Rademacher was born on 19 June 1913 in Lüneburg, Province of Hanover, a province of the Kingdom of Prussia. He served in the Luftwaffe of Nazi Germany. Following flight training, he was posted to Jagdgeschwader 54 (JG 54—54th Fighter Wing) in 1941, operating on the Eastern Front. He claimed his first aerial victory on 9 January 1942. In March 1943, Rademacher joined Schwarm, flight of four aircraft, headed by Walter Nowotny, the most successful fighter pilot team in the Luftwaffe. In September 1944, he served as a fighter pilot instructor and was awarded the Knight's Cross of the Iron Cross on 30 September 1944. In January 1945, Rademacher was posted to Jagdgeschwader 7 "Nowotny" (JG 7—7th Fighter Wing), the first jet fighter wing.
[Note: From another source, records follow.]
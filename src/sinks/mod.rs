//! Output destinations of `FlareHandler`

pub mod console;
pub mod file;

pub use console::ConsoleSink;
pub use file::FileSink;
Rademacher died in a glider aircraft crash on 13 June 1953 in Lüneburg.

==World War II==
On 1 December 1941, Rademacher, holding the rank of Unteroffizier (Staff Sergeant), was posted to 3. Staffel (squadron) of Jagdgeschwader 54 (JG 54—54th Fighter Wing) on the Eastern Front. At the time, 3. Staffel was temporarily commanded by Oberleutnant Max-Hellmuth Ostermann and subordinated to I. Gruppe (1st group) headed by Hauptmann Erich von Selle. On 5 January 1942, Von Selle was transferred and command of the Gruppe was given to Hauptmann Franz Eckerle. At the time, the Gruppe was based at Krasnogvardeysk, present-day Gatchina, southwest of Leningrad, and fighting in the Siege of Leningrad in support of Army Group North. Rademacher claimed his first aerial victory on 9 January 1942. That day, the Gruppe flew missions in the area of the Volkhov, southeast of Leningrad, and to Tosno where Rademacher claimed an Ilyushin Il-2 ground attack aircraft shot down.
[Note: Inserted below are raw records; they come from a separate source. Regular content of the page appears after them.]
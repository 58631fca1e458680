//! Criterion benchmarks for flarelog

use criterion::{black_box, criterion_group, criterion_main, Criterion, Throughput};
use flarelog::prelude::*;
use std::io;
use std::sync::Arc;
use std::thread;
use tempfile::TempDir;

fn sample_record() -> Record {
    Record::new(Level::ERROR, "request failed")
        .with_attr(Attr::new("code", 500))
        .with_attr(Attr::group(
            "req",
            vec![Attr::new("method", "GET"), Attr::new("path", "/users/42")],
        ))
}

// ============================================================================
// Encoding Benchmarks
// ============================================================================

fn bench_json_encode(c: &mut Criterion) {
    let mut group = c.benchmark_group("json_encode");
    group.throughput(Throughput::Elements(1));

    let handler = JsonHandler::new(io::sink(), HandlerOptions::default());
    let record = sample_record();

    group.bench_function("flat", |b| {
        b.iter(|| black_box(handler.encode(black_box(&record))));
    });

    let scoped = handler
        .with_attrs(&[Attr::new("service", "api")])
        .with_group("outer");
    group.bench_function("grouped", |b| {
        b.iter(|| black_box(scoped.encode(black_box(&record))));
    });

    group.finish();
}

// ============================================================================
// Handler Benchmarks
// ============================================================================

fn bench_flare_handle(c: &mut Criterion) {
    let mut group = c.benchmark_group("flare_handle");
    group.throughput(Throughput::Elements(1));

    let temp_dir = TempDir::new().unwrap();
    let record = sample_record();

    let colored = FlareHandler::builder()
        .file_path(temp_dir.path().join("colored.log"))
        .console(io::sink())
        .build()
        .unwrap();
    group.bench_function("colored", |b| {
        b.iter(|| colored.handle(black_box(&record)).unwrap());
    });

    let plain = FlareHandler::builder()
        .file_path(temp_dir.path().join("plain.log"))
        .console(io::sink())
        .use_colors(false)
        .build()
        .unwrap();
    group.bench_function("plain", |b| {
        b.iter(|| plain.handle(black_box(&record)).unwrap());
    });

    let hooked = FlareHandler::builder()
        .file_path(temp_dir.path().join("hooked.log"))
        .console(io::sink())
        .replace_attr(|_, attr| {
            if attr.key == "path" {
                Rewrite::Suppress
            } else {
                Rewrite::Keep(attr)
            }
        })
        .build()
        .unwrap();
    group.bench_function("with_hook", |b| {
        b.iter(|| hooked.handle(black_box(&record)).unwrap());
    });

    group.finish();
}

fn bench_filtered(c: &mut Criterion) {
    let mut group = c.benchmark_group("filtered");
    group.throughput(Throughput::Elements(1));

    let temp_dir = TempDir::new().unwrap();
    let handler = FlareHandler::builder()
        .level(Level::ERROR)
        .file_path(temp_dir.path().join("filtered.log"))
        .console(io::sink())
        .build()
        .unwrap();
    let logger = Logger::new(handler);

    group.bench_function("below_threshold", |b| {
        b.iter(|| logger.debug(black_box("Filtered message"), vec![]));
    });

    group.finish();
}

// ============================================================================
// Concurrent Benchmarks
// ============================================================================

fn bench_concurrent_handle(c: &mut Criterion) {
    let mut group = c.benchmark_group("concurrent_handle");

    let temp_dir = TempDir::new().unwrap();
    let handler = FlareHandler::builder()
        .file_path(temp_dir.path().join("concurrent.log"))
        .console(io::sink())
        .build()
        .unwrap();
    let root: Arc<dyn Handler> = Arc::new(handler);

    for threads in [2usize, 4] {
        group.throughput(Throughput::Elements((threads * 100) as u64));
        group.bench_function(format!("{}_threads", threads), |b| {
            b.iter(|| {
                let workers: Vec<_> = (0..threads)
                    .map(|t| {
                        let derived = root.with_attrs(&[Attr::new("thread", t)]);
                        thread::spawn(move || {
                            let record = sample_record();
                            for _ in 0..100 {
                                derived.handle(&record).unwrap();
                            }
                        })
                    })
                    .collect();
                for worker in workers {
                    worker.join().unwrap();
                }
            });
        });
    }

    group.finish();
}

criterion_group!(
    benches,
    bench_json_encode,
    bench_flare_handle,
    bench_filtered,
    bench_concurrent_handle,
);

criterion_main!(benches);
On 14 February, Eckerle was shot down behind enemy lines. Initially reported as missing in action, he was replaced by Hauptmann Hans Philipp as commander of I. Gruppe on 17 February. In late February, I. Gruppe predominately flew missions in the area of the Volkhov where Rademacher claimed a Lend-Lease Curtiss P-40 Warhawk fighter shot down on 25 February. (Note: According to Bergström and Mikhailov, Rademacher claimed three Curtiss P-40 Warhawk fighters shot down on 25 February 1942.)

===Eastern Front===
As of 1 March 1943, Rademacher transferred to 1. Staffel where joined Walter Nowotny, his wingman Karl Schnörrer, and Anton Döbele, forming a team known as the "chain of devils" (Teufelskette) or the Nowotny Schwarm, which during the course of the war was credited with 524 combined kills, making them the most successful team in the Luftwaffe. In late March, Rademacher fell ill, grounding him for an extensive period. During this time, he was awarded the German Cross in Gold (Deutsches Kreuz in Gold) on 30 April. On 1 April, the Gruppenkommandeur (group commander), Major Hans Philipp, was transferred and temporarily replaced by Hauptmann Gerhard Koall until Major Reinhard Seiler took command on 1 May.

===Operation Citadel===
In early July, I. Gruppe of JG 54 was ordered to move to Oryol, in the southern sector of Army Group Centre, where it fought in Operation Citadel which initiated the Battle of Kursk. Subordinated to Luftflotte 6 (Air Fleet 6), the Gruppe began relocating on 2 July and arrived at the airfield name Panikowo, a makeshift airfield created for the attack on the Kursk salient, on 4 July. The next day, the Wehrmacht launched Operation Citadel and I. Gruppe supported the attack of the 9th Army on the northern sector of the salient, escorting bombers of Kampfgeschwader 4, 51 and 53 (KG 4, KG 51 and KG 53—4th, 51st and 53rd Bomber Wing), as well as Junkers Ju 87 dive bombers of Sturzkampfgeschwader 1 (StG 1—1st Dive Bomber Wing) to their target areas. That day, I. Gruppe claimed 59 aerial victories, including seven by Rademacher in the vicinity of Maloarkhangelsk and Kursk, making him an "ace-in-a-day".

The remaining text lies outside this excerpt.